Start of GIVEN RECORDS

impl Session {
    pub fn new(config: GameConfig, seed: u32) -> Result<Self, ConfigError> {
        config.validate()?;
        Ok(Self {
            seed,
            phase: GamePhase::Attract,
            frame: 0,
            clock: 0.0,
            round_started_at: 0.0,
            game_over_reason: None,
            dropped_samples_total: 0,
            tracker: TrajectoryTracker::new(&config),
            mapper: GestureMapper::new(&config),
            physics: PhysicsEngine::new(&config),
            accumulator: FixedStepAccumulator::new(&config),
            collision: CollisionEngine::new(&config),
            spawner: SpawnScheduler::new(&config, seed),
            score: ScoreKeeper::new(&config),
            fruits: FruitSet::new(),
            config,
        })
    }

    pub fn config(&self) -> &GameConfig {
        &self.config
    }

    pub fn seed(&self) -> u32 {
        self.seed
    }

    pub fn phase(&self) -> GamePhase {
        self.phase
    }

    pub fn frame(&self) -> u64 {
        self.frame
    }

    /// Seconds since the session was created. Hand sample timestamps are
    /// expected on this clock.
    pub fn clock(&self) -> f64 {
        self.clock
    }

    pub fn round_elapsed(&self) -> f64 {
        match self.phase {
            GamePhase::Attract => 0.0,
            GamePhase::Playing | GamePhase::GameOver => self.clock - self.round_started_at,
        }
    }

    pub fn score(&self) -> &ScoreState {
        self.score.state()
    }

    pub fn fruits(&self) -> &FruitSet {
        &self.fruits
    }

    pub fn tracker(&self) -> &TrajectoryTracker {
        &self.tracker
    }

    pub fn spawner(&self) -> &SpawnScheduler {
        &self.spawner
    }

    pub fn game_over_reason(&self) -> Option<GameOverReason> {
        self.game_over_reason
    }

    pub fn dropped_samples_total(&self) -> u64 {
        self.dropped_samples_total
    }

    /// Places a fruit directly into the field, bypassing the spawn scheduler.
    pub fn inject_fruit(&mut self, kind: FruitKind, position: Vec2, velocity: Vec2) -> FruitId {
        let id = self.fruits.allocate_id();
        self.fruits.insert(Fruit::new(
            id,
            kind,
            position,
            velocity,
            self.config.fruit_radius,
            self.clock,
        ));
        tracing::debug!(%id, ?kind, "fruit injected");
        id
    }

    pub fn tick(&mut self, input: FrameInput) -> Result<FrameSnapshot, InvariantViolation> {
        self.frame += 1;
        let dt = if input.dt.is_finite() && input.dt >= 0.0 {
            input.dt
        } else {
            tracing::warn!(frame = self.frame, dt = input.dt, "ignoring invalid frame time");
            0.0
        };
        self.clock += dt;

        let mut dropped = 0u32;
        for sample in input.samples {
            if let Err(anomaly) = self.tracker.ingest(sample) {
                dropped += 1;
                tracing::trace!(frame = self.frame, %anomaly, "hand sample dropped");
            }
        }
        self.dropped_samples_total += dropped as u64;
        self.tracker.prune(self.clock);

        let gestures = self.mapper.update(&self.tracker, self.clock);
        let slice_began = gestures
            .iter()
            .any(|event| matches!(event, GestureEvent::SliceBegin { .. }));

        let mut events = Vec::new();
        match self.phase {
            GamePhase::Attract => {
                if input.start || (self.config.slice_to_start && slice_began) {
                    self.begin_round();
                }
            }
            GamePhase::Playing => {
                let segments: Vec<SliceSegment> = gestures
                    .iter()
                    .filter_map(|event| match event {
                        GestureEvent::SliceSegment(segment) => Some(*segment),
                        _ => None,
                    })
                    .collect();
                self.advance_round(dt, &segments, &mut events)
                    .map_err(|rule| self.violation(rule))?;
            }
            GamePhase::GameOver => {
                if input.start {
                    self.begin_round();
                } else if input.restart {
                    self.return_to_attract();
                }
            }
        }

        self.validate_invariants()
            .map_err(|rule| self.violation(rule))?;
        Ok(self.snapshot(events, dropped))
    }

    fn begin_round(&mut self) {
        self.phase = GamePhase::Playing;
        self.round_started_at = self.clock;
        self.game_over_reason = None;
        self.fruits.clear();
        self.score.reset();
        self.spawner.reset_round();
        self.accumulator.reset();
        tracing::info!(
            frame = self.frame,
            seed = self.seed,
            lives = self.score.lives_remaining(),
            "round started"
        );
    }

    fn return_to_attract(&mut self) {
        self.phase = GamePhase::Attract;
        self.game_over_reason = None;
        self.fruits.clear();
        self.score.reset();
        self.accumulator.reset();
        tracing::info!(frame = self.frame, "returned to attract");
    }

    fn end_round(&mut self, reason: GameOverReason) {
        self.phase = GamePhase::GameOver;
        self.game_over_reason = Some(reason);
        let state = self.score.state();
        tracing::info!(
            frame = self.frame,
            ?reason,
            score = state.points,
            max_combo = state.max_combo,
            "round over"
        );
    }

    fn advance_round(
        &mut self,
        dt: f64,
        segments: &[SliceSegment],
        events: &mut Vec<FrameEvent>,
    ) -> Result<(), RuleCode> {
        self.fruits.mark_frame_origins();

        let steps = self.accumulator.advance(dt);
        let step = self.accumulator.step_seconds() as f32;
        for _ in 0..steps {
            self.physics.step(&mut self.fruits, step);
        }
        let frame_time = steps as f32 * step;

        let elapsed = self.clock - self.round_started_at;
        self.spawner
            .poll(elapsed, self.score.state().points, self.clock, &mut self.fruits);

        let hits = self
            .collision
            .resolve_slices(segments, &mut self.fruits, frame_time, self.clock)?;
        for hit in hits {
            let award = self.score.on_hit(hit.kind, self.clock);
            events.push(FrameEvent::Hit(HitEvent::new(hit, award)));
        }

        let exits = self.collision.detect_exits(&mut self.fruits, self.clock)?;
        for exit in exits {
            if exit.state == FruitState::Missed {
                self.score.on_miss();
                events.push(FrameEvent::Miss(MissEvent {
                    fruit_id: exit.fruit_id,
                    kind: exit.kind,
                    position: exit.position,
                }));
            }
        }

        self.fruits
            .purge_resolved(self.clock, self.config.removal_grace_seconds);

        if self.score.is_depleted() {
            self.end_round(GameOverReason::LivesDepleted);
        } else if self
            .config
            .round_time_limit_seconds
            .is_some_and(|limit| elapsed >= limit)
        {
            self.end_round(GameOverReason::TimeUp);
        }

        Ok(())
    }

    pub fn validate_invariants(&self) -> Result<(), RuleCode> {
        let lives = self.score.lives_remaining();
        let phase_lives_consistent = match (self.phase, self.game_over_reason) {
            (GamePhase::Attract, None) => true,
            (GamePhase::Playing, None) => lives > 0,
            (GamePhase::GameOver, Some(GameOverReason::LivesDepleted)) => lives == 0,
            (GamePhase::GameOver, Some(GameOverReason::TimeUp)) => lives > 0,
            _ => false,
        };
        if !phase_lives_consistent {
            return Err(RuleCode::PhaseLivesConsistency);
        }

        if lives > self.score.starting_lives() {
            return Err(RuleCode::LivesAboveMaximum);
        }

        for (id, fruit) in self.fruits.entries() {
            if *id != fruit.id {
                return Err(RuleCode::FruitIdMismatch);
            }
            let resolution_consistent = match (fruit.state.is_terminal(), fruit.resolved_at) {
                (false, None) => true,
                (true, Some(at)) => at >= fruit.spawned_at && at <= self.clock,
                _ => false,
            };
            if !resolution_consistent {
                return Err(RuleCode::FruitResolutionTimestamp);
            }
            if !fruit.position.is_finite() || !fruit.velocity.is_finite() || !fruit.rotation.is_finite()
            {
                return Err(RuleCode::FruitNonFinite);
            }
        }

        let path = self.tracker.current_path();
        if !path
            .windows(2)
            .all(|pair| pair[0].timestamp < pair[1].timestamp)
        {
            return Err(RuleCode::SlicePathOrder);
        }
        let oldest_allowed = self.clock - self.tracker.retention_window();
        if path.first().is_some_and(|point| point.timestamp < oldest_allowed) {
            return Err(RuleCode::SlicePathRetention);
        }

        Ok(())
    }

    fn violation(&self, rule: RuleCode) -> InvariantViolation {
        tracing::error!(frame = self.frame, %rule, "invariant violation");
        InvariantViolation {
            frame: self.frame,
            rule,
        }
    }

    fn snapshot(&self, events: Vec<FrameEvent>, dropped_samples: u32) -> FrameSnapshot {
        let state = self.score.state();
        FrameSnapshot {
            frame: self.frame,
            time: self.clock,
            phase: self.phase,
            score: state.points,
            lives: state.lives,
            combo: state.combo,
            max_combo: state.max_combo,
            active_fruits: self.fruits.iter().map(FruitView::from).collect(),
            events,
            slice_path: self.tracker.current_path().to_vec(),
            slicing: self.mapper.is_slicing(),
            game_over_reason: self.game_over_reason,
            dropped_samples,
        }
    }
}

End of GIVEN RECORDS

EXERCISE AIM: Each line above that holds the string "physics" should be copied and shown.

SOLUTION TO THE EXERCISE:
            physics: PhysicsEngine::new(&config),
            self.physics.step(&mut self.fruits, step);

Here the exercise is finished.